Radio spectrum is a finite resource and it should therefore come as no surprise that radio systems are a particularly hot area of research. Whilst ever more advanced schemes for modulation, digital encoding and spectrum access promise increased efficiency, step upgrades more often than not require new hardware. As has been evidenced in the evolution of mobile telephony from analogue to GSM and 2.5G (GPRS) to 3G, and similarly in the evolution of wireless computer networks. A disruptive development in radio technology promises to change this and to bring an unprecedented flexibility to radio systems, and one similar to that which programming brought to the task of machine computation. Despite, or perhaps due to being at the cutting edge there are a number of open source hardware projects concerned with developing software-defined radio (SDR) technology. As with the earliest developments in radio systems radio amateurs are once again at the forefront, and at this month's meeting we will have a presentation on the comprehensive HPSDR platform.
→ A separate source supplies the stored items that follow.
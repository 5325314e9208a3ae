//! Integration tests for the Consultorio repository and its
//! subscription state machine, using in-memory SurrealDB.

use chrono::{Duration, Utc};
use clinica_core::error::ClinicaError;
use clinica_core::models::consultorio::{
    BillingCycle, CreateConsultorio, Subscription, SubscriptionStatus,
};
use clinica_core::repository::ConsultorioRepository;
use clinica_db::repository::SurrealConsultorioRepository;
use surrealdb::Surreal;
use surrealdb::engine::local::Mem;

async fn setup() -> Surreal<surrealdb::engine::local::Db> {
    let db = Surreal::new::<Mem>(()).await.unwrap();
    db.use_ns("test").use_db("test").await.unwrap();
    clinica_db::run_migrations(&db).await.unwrap();
    db
}

fn subscription(status: SubscriptionStatus, expires_in_hours: i64) -> Subscription {
    Subscription {
        status,
        started_at: Utc::now() - Duration::days(30),
        expires_at: Some(Utc::now() + Duration::hours(expires_in_hours)),
        billing_cycle: BillingCycle::Monthly,
    }
}

fn clinic(subscription: Subscription) -> CreateConsultorio {
    CreateConsultorio {
        name: "Clínica Centro".into(),
        package_name: "basico".into(),
        subscription,
        metadata: None,
    }
}

#[tokio::test]
async fn create_and_get_consultorio() {
    let db = setup().await;
    let repo = SurrealConsultorioRepository::new(db);

    let created = repo
        .create(clinic(subscription(SubscriptionStatus::Active, 24)))
        .await
        .unwrap();
    assert_eq!(created.name, "Clínica Centro");
    assert_eq!(created.package_name, "basico");
    assert_eq!(created.subscription.status, SubscriptionStatus::Active);

    let fetched = repo.get_by_id(created.id).await.unwrap();
    assert_eq!(fetched.id, created.id);
    assert_eq!(fetched.subscription.status, SubscriptionStatus::Active);
}

#[tokio::test]
async fn expire_if_lapsed_transitions_only_lapsed_active() {
    let db = setup().await;
    let repo = SurrealConsultorioRepository::new(db);

    // Active with an expiry in the past.
    let lapsed = repo
        .create(clinic(subscription(SubscriptionStatus::Active, -1)))
        .await
        .unwrap();
    assert!(repo.expire_if_lapsed(lapsed.id).await.unwrap());
    assert_eq!(
        repo.get_by_id(lapsed.id).await.unwrap().subscription.status,
        SubscriptionStatus::Expired
    );

    // A second call finds nothing to do.
    assert!(!repo.expire_if_lapsed(lapsed.id).await.unwrap());

    // Active with a future expiry is untouched.
    let healthy = repo
        .create(clinic(subscription(SubscriptionStatus::Active, 24)))
        .await
        .unwrap();
    assert!(!repo.expire_if_lapsed(healthy.id).await.unwrap());
    assert_eq!(
        repo.get_by_id(healthy.id)
            .await
            .unwrap()
            .subscription
            .status,
        SubscriptionStatus::Active
    );
}

#[tokio::test]
async fn expire_if_lapsed_never_touches_open_ended_subscriptions() {
    let db = setup().await;
    let repo = SurrealConsultorioRepository::new(db);

    let mut sub = subscription(SubscriptionStatus::Active, 0);
    sub.expires_at = None;
    let comped = repo.create(clinic(sub)).await.unwrap();

    assert!(!repo.expire_if_lapsed(comped.id).await.unwrap());
    assert_eq!(
        repo.get_by_id(comped.id).await.unwrap().subscription.status,
        SubscriptionStatus::Active
    );
}

#[tokio::test]
async fn renew_reactivates_expired_subscription() {
    let db = setup().await;
    let repo = SurrealConsultorioRepository::new(db);

    let consultorio = repo
        .create(clinic(subscription(SubscriptionStatus::Expired, -1)))
        .await
        .unwrap();

    let new_expiry = Utc::now() + Duration::days(30);
    let renewed = repo.renew(consultorio.id, new_expiry).await.unwrap();
    assert_eq!(renewed.subscription.status, SubscriptionStatus::Active);
    assert!(renewed.subscription.expires_at.unwrap() > Utc::now());
}

#[tokio::test]
async fn renew_is_illegal_from_cancelled() {
    let db = setup().await;
    let repo = SurrealConsultorioRepository::new(db);

    let consultorio = repo
        .create(clinic(subscription(SubscriptionStatus::Active, 24)))
        .await
        .unwrap();
    repo.cancel_subscription(consultorio.id).await.unwrap();

    let err = repo
        .renew(consultorio.id, Utc::now() + Duration::days(30))
        .await
        .unwrap_err();
    assert!(
        matches!(err, ClinicaError::InvalidTransition { .. }),
        "{err:?}"
    );
}

#[tokio::test]
async fn cancel_is_legal_only_from_trial_or_active() {
    let db = setup().await;
    let repo = SurrealConsultorioRepository::new(db);

    let trial = repo
        .create(clinic(subscription(SubscriptionStatus::Trial, 24)))
        .await
        .unwrap();
    let cancelled = repo.cancel_subscription(trial.id).await.unwrap();
    assert_eq!(
        cancelled.subscription.status,
        SubscriptionStatus::Cancelled
    );

    // Cancelling twice has no legal edge.
    let err = repo.cancel_subscription(trial.id).await.unwrap_err();
    assert!(
        matches!(err, ClinicaError::InvalidTransition { .. }),
        "{err:?}"
    );

    let expired = repo
        .create(clinic(subscription(SubscriptionStatus::Expired, -1)))
        .await
        .unwrap();
    assert!(repo.cancel_subscription(expired.id).await.is_err());
}

#[tokio::test]
async fn start_subscription_is_the_only_way_out_of_cancelled() {
    let db = setup().await;
    let repo = SurrealConsultorioRepository::new(db);

    let consultorio = repo
        .create(clinic(subscription(SubscriptionStatus::Trial, 24)))
        .await
        .unwrap();
    repo.cancel_subscription(consultorio.id).await.unwrap();

    let fresh = repo
        .start_subscription(
            consultorio.id,
            Subscription {
                status: SubscriptionStatus::Active,
                started_at: Utc::now(),
                expires_at: Some(Utc::now() + Duration::days(365)),
                billing_cycle: BillingCycle::Yearly,
            },
        )
        .await
        .unwrap();
    assert_eq!(fresh.subscription.status, SubscriptionStatus::Active);
    assert_eq!(fresh.subscription.billing_cycle, BillingCycle::Yearly);
}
HPSDR - High Performance Software Defined Radio
HPSDR is an open source (GNU type) hardware and software project intended as the "next generation" software-defined radio for radio amateurs and shortwave listeners. It is being developed by a group of software-defined radio enthusiasts around the world, and in a modular hardware fashion to help promote experimentation by both hardware and software developers.
John Melton has held an amateur radio license since 1984 when he was first licensed as N6LYT while living and working in California, and he was assigned the UK callsign of G0ORX on moving back to the UK. He became interested in developing open source software in 1990 with the launch of AMSAT Oscar 16, an amateur radio satellite with a store and forward messaging payload. He developed an open source software package to communicate with the satellite that ran on Linux (pre 1.0) and subsequently wrote an open source fully automated satellite ground station software package in Java. John has been a software engineer since 1970 when he was employed by Burroughs Corporation, and for the last 14 years he has worked for Sun Microsystems who were acquired by Oracle this year.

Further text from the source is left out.